4. Проблема терминологии

Проблема переводимости тесно связана с теми терминами, которые употребляли по отношению к желательному переводу. К.И. Чуковский, например, пользовался применительно к переводу словом «точный» (и писал, что «идеал нашей эпохи – научная, объективно-определимая точность») [1919, с. 23]. Между тем, как видно из предыдущего раздела, переводчикам, рассуждавшим на тему художественного перевода, было понятно, что соблюсти совершенную точность в отношении всех элементов переводимого текста невозможно. Хотя выражение «точность перевода» и было в ходу, но использовалось оно в нестрогом смысле, и те, кто говорил и писал о ней, понимал под ней разное. «Едва ли не самым основным условием, которому должен удовлетворять современный художественный перевод, является точность перевода, – говорил в 1934 г. Евгений Ланн. – Это неоспоримо, но столь же неоспоримо, что понятие “точности перевода” есть наименее точное понятие» [РГАЛИ, ф. 2210, on. 1, д. 25, л. 1].

Однако слово «точность» (несмотря на свою неточность) было привычно и понятно. Его охотно употребляли переводчики разных лагерей: с одной стороны, например, Е.Л. Ланн (выдвигавший в статье «Стиль раннего Дикенса и перевод “Посмертных записок Пиквикского клуба”» приемы точности) и Г.А. Шеигели (утверждавший, что «точность перевода должна стать основною нормою переводного дела»), а с другой – И.А. Кашкин (который говорил, что для переводов Диккенса «нужна точность, но точность верно понятая, такая, которая передавала бы и юмор, и негодование, и лиризм, и сатиру»).

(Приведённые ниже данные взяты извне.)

use crate::{
    error::{ErrorOrigin, InternalError},
    model::{EntityModel, MappingContext},
    repository::{
        creator::QueryCreator,
        execution::{
            CollectionExecution, CountExecution, DeleteExecution, ExistsExecution, QueryExecution,
            QueryResult, ResultProcessingExecution, ResultProcessor, ResultSetExecution,
            SingleEntityExecution, StreamExecution,
        },
        method::{QueryMethod, ReturnShape, ReturnedType},
        parameters::{Argument, ParameterAccessor},
        part_tree::{PartTree, SubjectKind},
        string_query::StringBasedQuery,
    },
    statement::Statement,
    template::CqlOperations,
};
use std::sync::Arc;
use tracing::debug;

///
/// PartTreeQuery
///
/// Query method derived from its name. The tree is parsed once at
/// registration and shared read-only across invocations.
///

#[derive(Clone, Debug)]
pub struct PartTreeQuery {
    method: Arc<QueryMethod>,
    tree: Arc<PartTree>,
}

impl PartTreeQuery {
    /// Parse and validate the method name against its entity.
    pub fn new(method: QueryMethod, ctx: &MappingContext) -> Result<Self, InternalError> {
        let entity = ctx
            .required_persistent_entity(method.entity())
            .map_err(|err| InternalError::query_creation(method.name(), err))?;
        let tree = PartTree::parse(method.name(), entity, ctx)?;

        if tree.is_all_ignore_case() || tree.parts().any(|part| part.ignore_case) {
            return Err(InternalError::derivation(
                method.name(),
                "IgnoreCase is not supported by the store",
            ));
        }

        Ok(Self {
            method: Arc::new(method),
            tree: Arc::new(tree),
        })
    }

    #[must_use]
    pub fn tree(&self) -> &PartTree {
        &self.tree
    }

    #[must_use]
    pub fn method(&self) -> &QueryMethod {
        &self.method
    }

    /// Build the statement for one invocation.
    pub fn create_query(
        &self,
        accessor: &ParameterAccessor<'_>,
        operations: &dyn CqlOperations,
        entity: &EntityModel,
    ) -> Result<Statement, InternalError> {
        self.build(accessor, operations, entity)
            .map_err(|err| InternalError::query_creation(self.method.name(), err))
    }

    fn build(
        &self,
        accessor: &ParameterAccessor<'_>,
        operations: &dyn CqlOperations,
        entity: &EntityModel,
    ) -> Result<Statement, InternalError> {
        let mut query =
            QueryCreator::new(&self.tree, *accessor, operations.converter()).create_query()?;
        if self.method.is_allow_filtering() {
            query = query.with_allow_filtering();
        }

        let factory = operations.statement_factory();
        match self.tree.subject().kind {
            SubjectKind::Select => factory.select(&query, entity),
            SubjectKind::Count => factory.count(&query, entity),
            SubjectKind::Exists => factory.select(&query.limit(1), entity),
            SubjectKind::Delete => factory.delete(&query, entity),
        }
    }

    fn execution(&self) -> Box<dyn QueryExecution> {
        match self.tree.subject().kind {
            SubjectKind::Count => Box::new(CountExecution),
            SubjectKind::Exists => Box::new(ExistsExecution),
            SubjectKind::Delete => Box::new(DeleteExecution),
            SubjectKind::Select => shaped_execution(&self.method),
        }
    }
}

///
/// RepositoryQuery
/// A query method, either derived from its name or annotated with CQL.
///

#[derive(Clone, Debug)]
pub enum RepositoryQuery {
    Derived(PartTreeQuery),
    Annotated {
        method: Arc<QueryMethod>,
        query: Arc<StringBasedQuery>,
    },
}

impl RepositoryQuery {
    /// Register a query method; derived methods are validated here.
    pub fn new(method: QueryMethod, ctx: &MappingContext) -> Result<Self, InternalError> {
        match method.annotated_query() {
            Some(cql) => {
                let query = StringBasedQuery::new(cql)
                    .map_err(|err| InternalError::query_creation(method.name(), err))?;

                Ok(Self::Annotated {
                    method: Arc::new(method),
                    query: Arc::new(query),
                })
            }
            None => Ok(Self::Derived(PartTreeQuery::new(method, ctx)?)),
        }
    }

    #[must_use]
    pub fn method(&self) -> &QueryMethod {
        match self {
            Self::Derived(query) => query.method(),
            Self::Annotated { method, .. } => method,
        }
    }

    /// Part tree of a derived query.
    #[must_use]
    pub fn tree(&self) -> Option<&PartTree> {
        match self {
            Self::Derived(query) => Some(query.tree()),
            Self::Annotated { .. } => None,
        }
    }

    pub fn create_query(
        &self,
        accessor: &ParameterAccessor<'_>,
        operations: &dyn CqlOperations,
    ) -> Result<Statement, InternalError> {
        let method = self.method();
        let entity = operations
            .mapping_context()
            .required_persistent_entity(method.entity())
            .map_err(|err| InternalError::query_creation(method.name(), err))?;

        match self {
            Self::Derived(query) => query.create_query(accessor, operations, entity),
            Self::Annotated { query, .. } => query
                .bind(method, accessor, operations.converter())
                .map_err(|err| InternalError::query_creation(method.name(), err)),
        }
    }

    /// Bind arguments, build the statement and run the matching execution.
    pub fn execute<'a>(
        &self,
        arguments: &[Argument],
        operations: &'a dyn CqlOperations,
    ) -> Result<QueryResult<'a>, InternalError> {
        let method = self.method();
        let parameters = method.declared_parameters();

        if arguments.len() != parameters.len() {
            return Err(InternalError::query_creation(
                method.name(),
                InternalError::invalid_argument(
                    ErrorOrigin::Execution,
                    format!(
                        "expected {} arguments, got {}",
                        parameters.len(),
                        arguments.len()
                    ),
                ),
            ));
        }

        let accessor = ParameterAccessor::new(parameters, arguments);
        let statement = self.create_query(&accessor, operations)?;
        let entity = operations
            .mapping_context()
            .required_persistent_entity(method.entity())?;

        debug!(method = method.name(), cql = %statement, "executing query method");

        let execution = match self {
            Self::Derived(query) => query.execution(),
            Self::Annotated { method, .. } => shaped_execution(method),
        };

        execution.execute(&statement, operations, entity)
    }
}

// Execution for the declared return shape, projecting when required.
fn shaped_execution(method: &QueryMethod) -> Box<dyn QueryExecution> {
    let base: Box<dyn QueryExecution> = match method.shape() {
        ReturnShape::Single => Box::new(SingleEntityExecution),
        ReturnShape::Collection => Box::new(CollectionExecution),
        ReturnShape::Stream => Box::new(StreamExecution),
        ReturnShape::ResultSet => return Box::new(ResultSetExecution),
        ReturnShape::Count => return Box::new(CountExecution),
        ReturnShape::Exists => return Box::new(ExistsExecution),
    };

    match method.returned_type() {
        ReturnedType::Entity => base,
        returned => Box::new(ResultProcessingExecution::new(
            base,
            ResultProcessor::new(returned.clone()),
        )),
    }
}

Иной возможностью было заменить слово «точность» другим, более техническим и специальным словом. Поводом для этого стала статья Ф.Д. Батюшкова в брошюре «Принципы художественного перевода» (1920 г.), где хороший перевод обозначался словом «адекватный»[17]. В 1934 г. термин «адекватный перевод» был использован А.А. Смирновым в статье «Перевод» в «Литературной энциклопедии». Впоследствии этот термин (русифицировав его в «полноценный перевод») усвоили А.В. Федоров и другие переводчики – в первую очередь те, кто разрабатывал лингвистическую теорию перевода (см. соответствующий раздел ниже), поэтому к середине 1950-х годов авторы из противоположного, литературоведческого, лагеря стали возражать против этого термина:

В свое время значительным шагом вперед была так называемая теория адэкватного или «полноценного» перевода. Ее сторонники уже не настаивали на абсолютной точности каждой отдельной детали и допускали замены при условии выполнения ими тех же, что и в подлиннике, стилистических функций. Однако, здравая в своей сути, теория полноценного перевода у некоторых ее глашатаев превратилась в механическую подстановку набора смысловых замен (так называемых «субститутов») и постоянных межязыковых стилистических соответствий для выражения одного и того же смысла. Причем делается это ими без достаточного учета социального и художественного момента [Кашкин, 19546, с. 150].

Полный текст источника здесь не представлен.